Et voilà qu'à nouveau le sang remplit mes veines.
J'étais ce jardinier qui, quarante ans durant,
Plantant ses cerisiers, espérant, espérant,
Sans voir le moindre signe ni la moindre pousse,
Dirait : « Il faut partir : ici-bas rien ne pousse. »
Et qui finalement se voit récompensé,
De milliers de fruits par le ciel élancés.
Dans ces fruits célestes pas la moindre vermine,
S'y trouvait la pureté : le vers de Racine.
De même ai-je obtenu la rançon de mes jours,
Sans comprendre pourquoi, ni d'où ni par quel tour.
D'un coup, sans m'y attendre, je me disais : « Renonce » ;
Et tout s'illumina : j'ai trouvé la réponse.
France ! Je t'apostrophe et demande pourquoi,
Deux décennies subies sous tes austères lois,
M'ont été imposées sans que l'on ne m'enseigne,
Le moyen de soigner un coeur français qui saigne.
Que ne m'astreignais-tu, quand j'étais écolier,
De ce vers racinien faire un précieux allié ?
Et trouver en ces mots le calmant nécessaire
Au supplice ingrat : l'établissement scolaire.
France ! Tu exiges de chacun d'entre nous,
D'être un bon citoyen, informé avant tout,
Jusqu'à nous demander, à l'occasion du vote,
D'être aussi éclairés qu'Hugo et
Aristote.
D'avoir sur notre dos ton passé glorieux,
Et dans notre cerveau l'esprit de nos aïeux.
Tu es un beau pays, douce patrie, ma France,
Mais c'est tout à dessein que ma rime est : souffrance.
Les temps sont difficiles, et l'on est à deux pas,
Que les Français se disent : je préfère ne pas.
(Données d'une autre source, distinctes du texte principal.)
// delta_file_flow.rs
use crate::action::{Action, ActionState};
use crate::content::Content;
use crate::DomainError;
use chrono::{DateTime, Utc};
use flow::ActionType;
use indexmap::IndexMap;
use serde::{Deserialize, Serialize};
use uuid::Uuid;

#[derive(Debug, Clone, Copy, PartialEq, Eq, Hash, Serialize, Deserialize)]
#[serde(rename_all = "SCREAMING_SNAKE_CASE")]
pub enum DeltaFileFlowState {
  InFlight,
  Complete,
  Error,
  Filtered,
  Cancelled,
}

impl DeltaFileFlowState {
  pub fn is_terminal(self) -> bool {
    !matches!(self, DeltaFileFlowState::InFlight)
  }
}

/// Entrada de un segmento de pipeline: contenido y metadata con los que
/// arranca el flujo.
#[derive(Debug, Clone, Default, PartialEq, Serialize, Deserialize)]
pub struct FlowInput {
  #[serde(default)]
  pub content: Vec<Content>,
  #[serde(default)]
  pub metadata: IndexMap<String, String>,
}

/// Recorrido de un DeltaFile por un flujo concreto.
#[derive(Debug, Clone, PartialEq, Serialize, Deserialize)]
#[serde(rename_all = "camelCase")]
pub struct DeltaFileFlow {
  pub id: Uuid,
  pub name: String,
  pub number: u32,
  pub state: DeltaFileFlowState,
  pub created: DateTime<Utc>,
  pub modified: DateTime<Utc>,
  pub input: FlowInput,
  #[serde(default)]
  pub actions: Vec<Action>,
  /// Distancia (en flujos) desde el flujo de ingreso.
  pub depth: u32,
  #[serde(default)]
  pub test_mode: bool,
  pub test_mode_reason: Option<String>,
}

impl DeltaFileFlow {
  pub fn new(name: impl Into<String>, number: u32, input: FlowInput, depth: u32, now: DateTime<Utc>) -> Self {
    Self { id: Uuid::new_v4(),
           name: name.into(),
           number,
           state: DeltaFileFlowState::InFlight,
           created: now,
           modified: now,
           input,
           actions: Vec::new(),
           depth,
           test_mode: false,
           test_mode_reason: None }
  }

  pub fn is_terminal(&self) -> bool {
    self.state.is_terminal()
  }

  pub fn last_action(&self) -> Option<&Action> {
    self.actions.last()
  }

  pub fn last_action_mut(&mut self) -> Option<&mut Action> {
    self.actions.last_mut()
  }

  /// La acción activa del flujo, si existe. Por invariante hay a lo sumo una.
  pub fn active_action(&self) -> Option<&Action> {
    self.actions.iter().rev().find(|a| a.is_active())
  }

  /// Metadata acumulada: la de entrada más la de cada acción, en orden, con
  /// las claves borradas por `delete_metadata_keys` eliminadas.
  pub fn metadata(&self) -> IndexMap<String, String> {
    let mut metadata = self.input.metadata.clone();
    for action in &self.actions {
      for (k, v) in &action.metadata {
        metadata.insert(k.clone(), v.clone());
      }
      for key in &action.delete_metadata_keys {
        metadata.shift_remove(key);
      }
    }
    metadata
  }

  /// Contenido de la última acción completada o, si no hay, el de entrada.
  pub fn last_content(&self) -> Vec<Content> {
    self.actions
        .iter()
        .rev()
        .find(|a| a.state == ActionState::Complete)
        .map(|a| a.content.clone())
        .unwrap_or_else(|| self.input.content.clone())
  }

  /// Nombre de la última acción que no fue reintentada; es el punto desde
  /// el que el grafo calcula la siguiente.
  pub fn last_settled_action_name(&self) -> Option<&str> {
    self.actions
        .iter()
        .rev()
        .find(|a| a.state != ActionState::Retried)
        .map(|a| a.name.as_str())
  }

  fn last_attempt(&self, name: &str) -> u32 {
    self.actions
        .iter()
        .rev()
        .find(|a| a.name == name)
        .map(|a| a.attempt)
        .unwrap_or(0)
  }

  /// Agrega una acción nueva en estado QUEUED (o COLD_QUEUED) con intento
  /// `1 + último intento` para ese nombre.
  pub fn queue_action(&mut self,
                      name: &str,
                      action_type: ActionType,
                      action_class: &str,
                      cold: bool,
                      now: DateTime<Utc>)
                      -> &mut Action {
    let state = if cold { ActionState::ColdQueued } else { ActionState::Queued };
    self.add_action(name, action_type, action_class, state, now)
  }

  pub fn add_action(&mut self,
                    name: &str,
                    action_type: ActionType,
                    action_class: &str,
                    state: ActionState,
                    now: DateTime<Utc>)
                    -> &mut Action {
    let attempt = self.last_attempt(name) + 1;
    let number = self.actions.len() as u32;
    self.actions.push(Action::new(name, number, action_type, action_class, state, attempt, now));
    self.modified = now;
    self.update_state(now);
    let idx = self.actions.len() - 1;
    &mut self.actions[idx]
  }

  /// Acción a la que va dirigido un evento. Falla con `UnexpectedAction` si
  /// no existe, ya terminó o el intento no coincide (evento duplicado o
  /// tardío).
  pub fn pending_action_mut(&mut self, did: Uuid, action_name: &str, attempt: u32) -> Result<&mut Action, DomainError> {
    let flow_name = self.name.clone();
    let unexpected = || DomainError::UnexpectedAction { did, flow: flow_name.clone(), action: action_name.to_string() };
    match self.actions.iter_mut().rev().find(|a| a.name == action_name) {
      Some(action) if action.is_active() && action.attempt == attempt => Ok(action),
      _ => Err(unexpected()),
    }
  }

  /// Recalcula el estado del flujo a partir de su última acción.
  pub fn update_state(&mut self, now: DateTime<Utc>) {
    self.modified = now;
    self.state = match self.actions.last().map(|a| a.state) {
      Some(ActionState::Error) => DeltaFileFlowState::Error,
      Some(ActionState::Cancelled) => DeltaFileFlowState::Cancelled,
      Some(ActionState::Filtered) => DeltaFileFlowState::Filtered,
      Some(ActionState::Complete) | Some(ActionState::Split) | Some(ActionState::Inherited) => DeltaFileFlowState::Complete,
      _ => DeltaFileFlowState::InFlight,
    };
  }

  /// Cancela el flujo si sigue en curso o en error.
  pub fn cancel(&mut self, now: DateTime<Utc>) {
    if !matches!(self.state, DeltaFileFlowState::InFlight | DeltaFileFlowState::Error) {
      return;
    }
    for action in &mut self.actions {
      action.cancel(now);
    }
    self.state = DeltaFileFlowState::Cancelled;
    self.modified = now;
  }

  /// Marca la última acción en ERROR como RETRIED. Devuelve la acción
  /// reintentada (nombre, tipo, clase) para que el llamador la vuelva a
  /// encolar, o `None` si el flujo no estaba en error.
  pub fn resume(&mut self, now: DateTime<Utc>) -> Option<(String, ActionType, String)> {
    let last = self.actions.last_mut()?;
    if last.state != ActionState::Error {
      return None;
    }
    last.retry(now);
    let retried = (last.name.clone(), last.action_type, last.action_class.clone());
    self.update_state(now);
    Some(retried)
  }

  pub fn has_action_in_state(&self, state: ActionState) -> bool {
    self.actions.iter().any(|a| a.state == state)
  }
}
Peut-être ce malheur est-il inévitable,
Mais serait moins amer si dans notre cartable
National nous trouvions :
Bérénice et Titus.
Comme le voudraient nos coutumes et nos us.
D'un côté la douceur, les doux mots d'une femme,
De l'autre la douleur, la dure loi infâme.
Si bien que le français oscille entre deux pôles :
D'un côté la pensée, de l'autre les épaules.
Les beaux vers de Racine pour nous apaiser,
D'avoir sur nous un monde trop lourd à porter.
Nous devenons Titus lorsque tu nous exhortes
A supporter sans mot tes exigences fortes.
Laisse-nous
Bérénice afin que nous puissions,
Soulager dans nos coeurs cette âpre condition.
Tu enfantas les deux et serais boitillante,
En ne nous montrant pas cette ardeur éclatante :
Remèdes et poison sont produits à la fois,
C'est là ton histoire, France en qui j'ai la foi.
Mais si je crois en toi, c'est car je crois savoir,
Qu'en tout français repose un indicible espoir :
« Je voulais qu'à mes voeux rien ne fût invincible,
Je n'examinais rien, j'espérais l'impossible. »,
De sa noble mémoire, ces grands vers disparurent,
Et pourtant dans son âme, résonnent toujours purs.
« Impossible » ce mot se trouve dans Racine,
Mais historiquement n'est pas dans nos racines.
D'une même médaille, l'avers et le revers :
Confinement mondial, de Racine les vers.
Ce qu'on doit supporter est l'affre d'une époque,
« le progrès est En Marche », balafre qu'on invoque.
Nous avons créé de sombres technologies,
Mais par le même effet ; du repos, le logis :
Il se trouve en ces vers, nos poëtes sublimes,
Ne plus les enseigner, voilà quel est le crime.